WatcherCK - Wednesday, July 19, 2017 - link
Not sure if anyone caught Gamers Nexus and their undervolting of the Vega FE, some interesting results from what I remember. Around a 100mV underclock (for stability across all test cases) gave a cooler running less thottling card (stock voltage is 1200mV?)http://www.gamersnexus.net/guides/2990-vega-fronti...
im holding off on a bigger GPU upgrade (from a 470) until Vega RE appears in retail where its gaming prowess and more importantly its hashing ability are benchmarked... A 580 is impossible to find and when you do its priced into the 1080 range based on availability in New Zealand :/ Early mining benchmarks look like vega would need alot of optimization to be a winner...

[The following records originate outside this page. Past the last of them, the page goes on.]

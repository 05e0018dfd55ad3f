//! Calendar-month arithmetic on first-of-month [`NaiveDate`] keys.
//!
//! Every month key in the system is the first day of its month, so month
//! identity is plain date equality.

use chrono::{Datelike as _, NaiveDate};

/// Returns the first day of `date`'s month.
#[must_use]
pub fn month_start(date: NaiveDate) -> NaiveDate {
    date.with_day(1).unwrap_or(date)
}

/// Shifts a month key by `delta` months (negative moves backwards).
///
/// The result is always a first-of-month date. Saturates at the chrono
/// date range rather than panicking.
#[must_use]
pub fn add_months(month: NaiveDate, delta: i32) -> NaiveDate {
    let index = month_index(month) + i64::from(delta);
    from_month_index(index).unwrap_or(month)
}

/// Number of whole months from `from` to `to` (negative when `to` is
/// earlier).
#[must_use]
pub fn months_between(from: NaiveDate, to: NaiveDate) -> i64 {
    month_index(to) - month_index(from)
}

/// Every month key from `start` through `end`, inclusive and ascending.
///
/// Empty when `start` is after `end`.
#[must_use]
pub fn month_range(start: NaiveDate, end: NaiveDate) -> Vec<NaiveDate> {
    let start = month_start(start);
    let end = month_start(end);
    let count = months_between(start, end);
    if count < 0 {
        return Vec::new();
    }
    (0..=count)
        .filter_map(|offset| from_month_index(month_index(start) + offset))
        .collect()
}

/// The `count` months ending at (and including) `end`'s month.
#[must_use]
pub fn trailing_months(end: NaiveDate, count: u32) -> Vec<NaiveDate> {
    if count == 0 {
        return Vec::new();
    }
    let end = month_start(end);
    let back = i32::try_from(count - 1).unwrap_or(i32::MAX);
    month_range(add_months(end, -back), end)
}

fn month_index(date: NaiveDate) -> i64 {
    i64::from(date.year()) * 12 + i64::from(date.month0())
}

fn from_month_index(index: i64) -> Option<NaiveDate> {
    let year = i32::try_from(index.div_euclid(12)).ok()?;
    let month0 = u32::try_from(index.rem_euclid(12)).ok()?;
    NaiveDate::from_ymd_opt(year, month0 + 1, 1)
}
#![cfg_attr(feature = "fail-on-warnings", deny(warnings))]
#![warn(clippy::all, clippy::pedantic, clippy::nursery, clippy::cargo)]
#![allow(clippy::multiple_crate_versions, clippy::cargo_common_metadata)]

//! Record and query result types for the rolling statistics store.
//!
//! These types cross the store's public boundary (query results, snapshot
//! rows, persisted metadata). The store's internal per-cell layout lives in
//! `risk_map_stats`.

use chrono::NaiveDate;
use risk_map_geography_models::{AnchorId, BoundingBox};
use risk_map_observation_models::Category;
use serde::{Deserialize, Serialize};

/// Kernel-weighted totals per coarse category.
#[derive(Debug, Clone, Copy, Default, PartialEq, Serialize, Deserialize)]
#[serde(rename_all = "camelCase")]
pub struct CategoryWeights {
    /// Violent weight.
    pub violent: f64,
    /// Property weight.
    pub property: f64,
    /// Other weight.
    pub other: f64,
}

impl CategoryWeights {
    /// Adds `weight` to the bucket for `category`.
    pub fn add(&mut self, category: Category, weight: f64) {
        match category {
            Category::Violent => self.violent += weight,
            Category::Property => self.property += weight,
            Category::Other => self.other += weight,
        }
    }

    /// Weight for one category.
    #[must_use]
    pub const fn get(&self, category: Category) -> f64 {
        match category {
            Category::Violent => self.violent,
            Category::Property => self.property,
            Category::Other => self.other,
        }
    }

    /// Sum across all categories.
    #[must_use]
    pub fn total(&self) -> f64 {
        self.violent + self.property + self.other
    }
}

/// One (anchor, month) row of the store.
#[derive(Debug, Clone, Copy, PartialEq, Serialize, Deserialize)]
#[serde(rename_all = "camelCase")]
pub struct AnchorMonthlyStat {
    /// Anchor this row belongs to.
    pub anchor: AnchorId,
    /// Anchor latitude.
    pub latitude: f64,
    /// Anchor longitude.
    pub longitude: f64,
    /// First day of the month.
    pub month: NaiveDate,
    /// Min-max normalized `total_weight` within the month, in `[0, 1]`.
    pub risk_score: f64,
    /// Kernel-weighted observation total.
    pub total_weight: f64,
    /// Per-category breakdown of `total_weight`.
    pub category_weights: CategoryWeights,
}

/// One month of a location query, averaged over the anchors in range.
#[derive(Debug, Clone, Copy, PartialEq, Serialize, Deserialize)]
#[serde(rename_all = "camelCase")]
pub struct MonthlyTrendPoint {
    /// First day of the month.
    pub month: NaiveDate,
    /// Weighted mean risk score.
    pub risk_score: f64,
    /// Weighted mean total weight.
    pub total_weight: f64,
    /// Weighted mean per-category weights.
    pub category_weights: CategoryWeights,
}

/// Per-category averages over the most recent months of a query.
#[derive(Debug, Clone, Copy, Default, PartialEq, Serialize, Deserialize)]
#[serde(rename_all = "camelCase")]
pub struct RecentStats {
    /// Mean total weight.
    pub total: f64,
    /// Mean violent weight.
    pub violent: f64,
    /// Mean property weight.
    pub property: f64,
    /// Mean other weight.
    pub other: f64,
}

/// Result bundle of a point/radius query.
#[derive(Debug, Clone, PartialEq, Serialize, Deserialize)]
#[serde(rename_all = "camelCase")]
pub struct RiskQueryResult {
    /// Risk score of the most recent month.
    pub current_risk: f64,
    /// One point per month, oldest first.
    pub monthly_trend: Vec<MonthlyTrendPoint>,
    /// Averages over the last (up to) three months.
    pub recent_stats: RecentStats,
    /// Number of anchors that fell within the query radius.
    pub anchor_count: usize,
}

/// One anchor of the latest-month heatmap snapshot.
#[derive(Debug, Clone, Copy, PartialEq, Serialize, Deserialize)]
#[serde(rename_all = "camelCase")]
pub struct HeatmapPoint {
    /// Anchor latitude.
    pub latitude: f64,
    /// Anchor longitude.
    pub longitude: f64,
    /// Latest-month risk score.
    pub risk_score: f64,
}

/// A snapshot point with a rendering opacity.
#[derive(Debug, Clone, Copy, PartialEq, Serialize, Deserialize)]
#[serde(rename_all = "camelCase")]
pub struct OverlayPoint {
    /// Anchor latitude.
    pub latitude: f64,
    /// Anchor longitude.
    pub longitude: f64,
    /// Latest-month risk score.
    pub risk_score: f64,
    /// Fill opacity in `[0.1, 0.7]`.
    pub opacity: f64,
}

/// Describes the mesh a persisted store was built with.
///
/// Written next to the statistics table so that a store is never loaded
/// against a different mesh than the one that produced it.
#[derive(Debug, Clone, PartialEq, Serialize, Deserialize)]
#[serde(rename_all = "camelCase")]
pub struct StoreMetadata {
    /// Layout version of the persisted files.
    pub version: u32,
    /// Target bounds of the mesh (before buffering).
    pub bounds: BoundingBox,
    /// Anchors per side.
    pub resolution: u32,
    /// Buffer fraction the mesh was built with.
    pub buffer_fraction: f64,
    /// Total number of anchors.
    pub anchor_count: usize,
    /// Months present in the table, ascending.
    pub months: Vec<NaiveDate>,
}

#[cfg(test)]
mod tests {
    use super::*;

    #[test]
    fn category_weights_accumulate_and_total() {
        let mut weights = CategoryWeights::default();
        weights.add(Category::Violent, 2.0);
        weights.add(Category::Other, 0.5);
        weights.add(Category::Violent, 1.0);
        assert!((weights.get(Category::Violent) - 3.0).abs() < f64::EPSILON);
        assert!((weights.total() - 3.5).abs() < f64::EPSILON);
    }

    #[test]
    fn metadata_serializes_camel_case_with_iso_months() {
        let meta = StoreMetadata {
            version: 1,
            bounds: BoundingBox::new(-96.95, 32.64, -96.49, 33.04),
            resolution: 20,
            buffer_fraction: 0.05,
            anchor_count: 400,
            months: vec![NaiveDate::from_ymd_opt(2024, 1, 1).unwrap()],
        };
        let json = serde_json::to_value(&meta).unwrap();
        assert_eq!(json["anchorCount"], 400);
        assert_eq!(json["bufferFraction"], 0.05);
        assert_eq!(json["months"][0], "2024-01-01");
        let back: StoreMetadata = serde_json::from_value(json).unwrap();
        assert_eq!(back, meta);
    }
}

https://www.reddit.com/r/EtherMining/comments/6k52...
Yojimbo - Thursday, July 20, 2017 - link
I'm guessing AMD's board partners will solve the thermal problems the air cooled Vega FE seems to be having.But undervolting is liable to introduce stability issues just like overclocking. Its effectiveness will depend on the individual card you get and the individual games you play.